··· Recorded data ···

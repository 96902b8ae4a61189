//! Transform nodes and transform-to-world composition
//!
//! A transform node holds either a linear 4x4 matrix or a general
//! displacement-field warp, plus an optional parent transform, forming a
//! chain. "Transform to world" composes the chain root-first; a run of
//! linear transforms collapses into a single matrix, while any displacement
//! in the chain forces point-wise application.

use std::cell::RefCell;

use glam::{Mat4, Vec3};
use serde::{Deserialize, Serialize};

use super::node::{NodeBase, NodeId};

/// Regular-grid displacement field with trilinear interpolation
///
/// Samples outside the grid clamp to the border, so the warp smoothly
/// degrades to the border displacement instead of extrapolating.
#[derive(Debug, Clone, Serialize, Deserialize)]
pub struct DisplacementField {
    pub origin: Vec3,
    pub spacing: Vec3,
    pub dims: [u32; 3],
    /// Row-major grid of displacement vectors, x fastest
    pub vectors: Vec<Vec3>,
}

impl DisplacementField {
    fn vector_at_index(&self, i: u32, j: u32, k: u32) -> Vec3 {
        let [nx, ny, _] = self.dims;
        self.vectors[(k * ny * nx + j * nx + i) as usize]
    }

    /// Trilinearly interpolated displacement at a world position
    pub fn displacement_at(&self, p: Vec3) -> Vec3 {
        let [nx, ny, nz] = self.dims;
        if nx == 0 || ny == 0 || nz == 0 || self.vectors.is_empty() {
            return Vec3::ZERO;
        }
        let rel = (p - self.origin) / self.spacing;
        let fx = rel.x.clamp(0.0, (nx - 1) as f32);
        let fy = rel.y.clamp(0.0, (ny - 1) as f32);
        let fz = rel.z.clamp(0.0, (nz - 1) as f32);
        let i0 = fx.floor() as u32;
        let j0 = fy.floor() as u32;
        let k0 = fz.floor() as u32;
        let i1 = (i0 + 1).min(nx - 1);
        let j1 = (j0 + 1).min(ny - 1);
        let k1 = (k0 + 1).min(nz - 1);
        let tx = fx - i0 as f32;
        let ty = fy - j0 as f32;
        let tz = fz - k0 as f32;

        let c000 = self.vector_at_index(i0, j0, k0);
        let c100 = self.vector_at_index(i1, j0, k0);
        let c010 = self.vector_at_index(i0, j1, k0);
        let c110 = self.vector_at_index(i1, j1, k0);
        let c001 = self.vector_at_index(i0, j0, k1);
        let c101 = self.vector_at_index(i1, j0, k1);
        let c011 = self.vector_at_index(i0, j1, k1);
        let c111 = self.vector_at_index(i1, j1, k1);

        let c00 = c000.lerp(c100, tx);
        let c10 = c010.lerp(c110, tx);
        let c01 = c001.lerp(c101, tx);
        let c11 = c011.lerp(c111, tx);
        let c0 = c00.lerp(c10, ty);
        let c1 = c01.lerp(c11, ty);
        c0.lerp(c1, tz)
    }
}

/// A single transform stage
#[derive(Debug, Clone, Serialize, Deserialize)]
pub enum Transform {
    Linear(Mat4),
    Displacement(DisplacementField),
}

impl Transform {
    /// Applies this transform to a point
    pub fn apply_point(&self, p: Vec3) -> Vec3 {
        match self {
            Transform::Linear(m) => m.transform_point3(p),
            Transform::Displacement(field) => p + field.displacement_at(p),
        }
    }

    /// True if this is a linear stage
    pub fn is_linear(&self) -> bool {
        matches!(self, Transform::Linear(_))
    }
}

/// Composed transform-to-world of a whole chain
#[derive(Debug, Clone)]
pub enum WorldTransform {
    Identity,
    Linear(Mat4),
    /// Stages in application order (innermost first)
    General(Vec<Transform>),
}

impl WorldTransform {
    /// Composes a chain given innermost-first stages
    pub fn compose(stages: Vec<Transform>) -> Self {
        if stages.is_empty() {
            return WorldTransform::Identity;
        }
        if stages.iter().all(Transform::is_linear) {
            // Outermost stage multiplies last: world = m_outer * ... * m_inner.
            let mut world = Mat4::IDENTITY;
            for stage in &stages {
                if let Transform::Linear(m) = stage {
                    world = *m * world;
                }
            }
            return WorldTransform::Linear(world);
        }
        WorldTransform::General(stages)
    }

    /// Applies the composition to a point
    pub fn apply_point(&self, p: Vec3) -> Vec3 {
        match self {
            WorldTransform::Identity => p,
            WorldTransform::Linear(m) => m.transform_point3(p),
            WorldTransform::General(stages) => {
                stages.iter().fold(p, |acc, t| t.apply_point(acc))
            }
        }
    }

    /// Returns the single matrix if the whole chain is linear
    pub fn as_linear(&self) -> Option<Mat4> {
        match self {
            WorldTransform::Identity => Some(Mat4::IDENTITY),
            WorldTransform::Linear(m) => Some(*m),
            WorldTransform::General(_) => None,
        }
    }
}

#[derive(Debug, Clone)]
pub(crate) struct WorldCache {
    pub epoch: u64,
    pub world: WorldTransform,
}

/// Node holding one stage of a transform chain
#[derive(Debug, Clone, Serialize, Deserialize)]
pub struct TransformNode {
    pub base: NodeBase,
    pub transform: Transform,
    /// Cached composition to world, stamped with the scene transform epoch
    #[serde(skip)]
    pub(crate) world_cache: RefCell<Option<WorldCache>>,
}

impl TransformNode {
    /// Creates a linear transform node
    pub fn linear(name: impl Into<String>, matrix: Mat4) -> Self {
        Self {
            base: NodeBase::named(name),
            transform: Transform::Linear(matrix),
            world_cache: RefCell::new(None),
        }
    }

    /// Creates a displacement-field transform node
    pub fn displacement(name: impl Into<String>, field: DisplacementField) -> Self {
        Self {
            base: NodeBase::named(name),
            transform: Transform::Displacement(field),
            world_cache: RefCell::new(None),
        }
    }

    /// Parent transform of this node, by ID
    pub fn parent(&self) -> Option<&NodeId> {
        self.base.parent_transform.as_ref()
    }
}

#[cfg(test)]
mod tests {
    use super::*;

    #[test]
    fn test_linear_composition_order() {
        let translate = Mat4::from_translation(Vec3::new(1.0, 0.0, 0.0));
        let scale = Mat4::from_scale(Vec3::splat(2.0));
        // Inner scale, outer translate: p' = T * S * p.
        let world = WorldTransform::compose(vec![
            Transform::Linear(scale),
            Transform::Linear(translate),
        ]);
        let p = world.apply_point(Vec3::new(1.0, 1.0, 1.0));
        assert_eq!(p, Vec3::new(3.0, 2.0, 2.0));
        assert!(world.as_linear().is_some());
    }

    #[test]
    fn test_displacement_field_trilinear() {
        // 2x1x1 grid: displacement grows linearly along x.
        let field = DisplacementField {
            origin: Vec3::ZERO,
            spacing: Vec3::ONE,
            dims: [2, 1, 1],
            vectors: vec![Vec3::ZERO, Vec3::new(0.0, 2.0, 0.0)],
        };
        let d = field.displacement_at(Vec3::new(0.5, 0.0, 0.0));
        assert!((d.y - 1.0).abs() < 1e-6);
        // Outside the grid clamps to the border value.
        let d = field.displacement_at(Vec3::new(5.0, 0.0, 0.0));
        assert!((d.y - 2.0).abs() < 1e-6);
    }

    #[test]
    fn test_general_chain_applies_in_order() {
        let field = DisplacementField {
            origin: Vec3::ZERO,
            spacing: Vec3::ONE,
            dims: [1, 1, 1],
            vectors: vec![Vec3::new(0.0, 0.0, 1.0)],
        };
        let world = WorldTransform::compose(vec![
            Transform::Displacement(field),
            Transform::Linear(Mat4::from_scale(Vec3::splat(2.0))),
        ]);
        assert!(world.as_linear().is_none());
        let p = world.apply_point(Vec3::ZERO);
        assert_eq!(p, Vec3::new(0.0, 0.0, 2.0));
    }
}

···

■ Aim of the exercise
Pull every line containing the string "TransformNode" out of the data above and copy it.

■ Answer for the task
pub struct TransformNode {
impl TransformNode {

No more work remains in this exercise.